• [Work to complete]:
Using the listing below, print exactly everything from the line with "const HISTORY_FILE: &str" down to the line with "it points at.", both included, and nothing more.

========================================

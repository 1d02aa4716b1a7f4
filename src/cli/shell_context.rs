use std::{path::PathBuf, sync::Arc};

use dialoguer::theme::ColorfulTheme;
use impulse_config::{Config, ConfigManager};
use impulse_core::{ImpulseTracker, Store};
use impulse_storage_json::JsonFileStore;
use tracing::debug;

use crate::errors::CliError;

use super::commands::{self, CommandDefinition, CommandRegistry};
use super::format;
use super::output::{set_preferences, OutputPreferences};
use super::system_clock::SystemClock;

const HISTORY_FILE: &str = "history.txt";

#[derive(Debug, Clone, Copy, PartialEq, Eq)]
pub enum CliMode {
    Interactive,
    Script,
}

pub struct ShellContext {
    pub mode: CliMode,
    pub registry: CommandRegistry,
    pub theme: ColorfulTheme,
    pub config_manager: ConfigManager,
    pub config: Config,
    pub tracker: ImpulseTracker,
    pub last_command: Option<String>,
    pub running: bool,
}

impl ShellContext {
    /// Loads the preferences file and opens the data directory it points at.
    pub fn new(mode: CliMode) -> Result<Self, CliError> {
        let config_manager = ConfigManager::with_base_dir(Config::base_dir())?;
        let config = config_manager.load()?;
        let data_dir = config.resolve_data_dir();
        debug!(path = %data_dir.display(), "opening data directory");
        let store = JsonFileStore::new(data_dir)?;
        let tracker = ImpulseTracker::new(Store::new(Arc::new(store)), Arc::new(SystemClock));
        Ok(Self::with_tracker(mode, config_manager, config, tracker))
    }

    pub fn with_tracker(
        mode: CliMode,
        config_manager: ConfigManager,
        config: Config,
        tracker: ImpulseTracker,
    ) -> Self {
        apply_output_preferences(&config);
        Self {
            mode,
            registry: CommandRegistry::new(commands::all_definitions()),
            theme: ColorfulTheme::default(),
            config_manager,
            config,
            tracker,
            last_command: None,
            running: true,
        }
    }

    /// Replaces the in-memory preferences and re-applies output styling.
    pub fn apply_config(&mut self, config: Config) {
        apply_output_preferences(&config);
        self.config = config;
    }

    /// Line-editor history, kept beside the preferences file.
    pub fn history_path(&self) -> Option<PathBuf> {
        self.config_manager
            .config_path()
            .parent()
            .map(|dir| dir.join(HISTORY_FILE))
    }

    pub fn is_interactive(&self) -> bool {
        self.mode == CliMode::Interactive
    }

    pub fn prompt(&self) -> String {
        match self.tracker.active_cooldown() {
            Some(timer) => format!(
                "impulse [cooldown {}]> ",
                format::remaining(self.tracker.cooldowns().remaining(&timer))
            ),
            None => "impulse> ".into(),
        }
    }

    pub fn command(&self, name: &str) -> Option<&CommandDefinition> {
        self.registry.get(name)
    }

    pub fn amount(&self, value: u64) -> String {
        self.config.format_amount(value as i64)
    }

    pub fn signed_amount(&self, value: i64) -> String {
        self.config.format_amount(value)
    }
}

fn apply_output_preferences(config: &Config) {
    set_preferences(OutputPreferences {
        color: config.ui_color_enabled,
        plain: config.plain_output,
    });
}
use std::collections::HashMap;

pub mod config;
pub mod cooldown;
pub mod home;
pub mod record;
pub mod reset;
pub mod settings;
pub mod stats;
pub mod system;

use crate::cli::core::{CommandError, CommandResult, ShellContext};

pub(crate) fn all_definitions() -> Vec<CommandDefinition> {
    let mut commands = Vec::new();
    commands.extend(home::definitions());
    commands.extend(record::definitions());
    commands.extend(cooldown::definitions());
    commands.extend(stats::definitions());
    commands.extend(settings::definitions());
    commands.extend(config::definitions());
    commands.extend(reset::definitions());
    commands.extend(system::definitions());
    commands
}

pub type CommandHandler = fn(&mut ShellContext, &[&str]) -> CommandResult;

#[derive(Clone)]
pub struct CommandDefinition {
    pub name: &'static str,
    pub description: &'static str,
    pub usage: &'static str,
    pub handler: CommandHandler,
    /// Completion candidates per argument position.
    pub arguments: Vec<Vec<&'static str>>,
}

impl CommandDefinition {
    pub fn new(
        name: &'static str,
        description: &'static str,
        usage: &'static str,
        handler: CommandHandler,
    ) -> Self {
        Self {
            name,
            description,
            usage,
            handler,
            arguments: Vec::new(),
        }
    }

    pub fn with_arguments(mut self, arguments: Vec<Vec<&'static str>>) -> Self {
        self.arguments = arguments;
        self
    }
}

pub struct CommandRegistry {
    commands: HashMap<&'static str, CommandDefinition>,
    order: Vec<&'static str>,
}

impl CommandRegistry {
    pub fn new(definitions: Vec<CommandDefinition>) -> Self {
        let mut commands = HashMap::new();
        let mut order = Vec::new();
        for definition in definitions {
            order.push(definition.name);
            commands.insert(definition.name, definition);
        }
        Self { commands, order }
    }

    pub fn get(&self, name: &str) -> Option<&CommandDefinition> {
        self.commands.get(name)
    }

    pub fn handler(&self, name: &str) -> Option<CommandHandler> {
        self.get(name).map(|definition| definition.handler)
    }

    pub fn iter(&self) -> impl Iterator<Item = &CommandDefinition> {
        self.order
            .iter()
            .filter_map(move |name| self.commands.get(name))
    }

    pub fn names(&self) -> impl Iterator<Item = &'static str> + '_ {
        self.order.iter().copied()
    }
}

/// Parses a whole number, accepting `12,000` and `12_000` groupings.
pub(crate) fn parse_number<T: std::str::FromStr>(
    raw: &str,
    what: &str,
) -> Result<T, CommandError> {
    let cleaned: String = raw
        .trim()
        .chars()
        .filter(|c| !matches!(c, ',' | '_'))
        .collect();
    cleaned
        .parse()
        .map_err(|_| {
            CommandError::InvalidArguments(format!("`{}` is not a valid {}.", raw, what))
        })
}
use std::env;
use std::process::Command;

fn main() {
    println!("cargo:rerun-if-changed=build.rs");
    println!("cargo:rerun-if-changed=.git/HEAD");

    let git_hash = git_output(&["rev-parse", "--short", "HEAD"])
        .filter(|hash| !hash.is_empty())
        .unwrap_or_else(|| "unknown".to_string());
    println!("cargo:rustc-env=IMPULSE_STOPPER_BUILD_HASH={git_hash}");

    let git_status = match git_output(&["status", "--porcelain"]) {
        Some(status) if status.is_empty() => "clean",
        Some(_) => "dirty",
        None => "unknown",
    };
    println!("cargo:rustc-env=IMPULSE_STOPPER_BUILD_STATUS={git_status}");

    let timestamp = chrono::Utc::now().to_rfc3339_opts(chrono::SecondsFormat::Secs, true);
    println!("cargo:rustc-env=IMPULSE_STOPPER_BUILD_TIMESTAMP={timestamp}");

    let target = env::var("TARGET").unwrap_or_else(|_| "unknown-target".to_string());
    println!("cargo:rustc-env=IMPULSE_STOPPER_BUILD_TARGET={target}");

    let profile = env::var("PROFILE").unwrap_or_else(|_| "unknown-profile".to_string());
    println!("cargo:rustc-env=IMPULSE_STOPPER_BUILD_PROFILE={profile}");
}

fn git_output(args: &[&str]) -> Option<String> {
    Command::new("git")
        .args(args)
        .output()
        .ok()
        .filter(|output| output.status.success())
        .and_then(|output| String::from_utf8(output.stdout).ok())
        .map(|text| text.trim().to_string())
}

========================================

• [Solution for this problem]:
const HISTORY_FILE: &str = "history.txt";

#[derive(Debug, Clone, Copy, PartialEq, Eq)]
pub enum CliMode {
    Interactive,
    Script,
}

pub struct ShellContext {
    pub mode: CliMode,
    pub registry: CommandRegistry,
    pub theme: ColorfulTheme,
    pub config_manager: ConfigManager,
    pub config: Config,
    pub tracker: ImpulseTracker,
    pub last_command: Option<String>,
    pub running: bool,
}

impl ShellContext {
    /// Loads the preferences file and opens the data directory it points at.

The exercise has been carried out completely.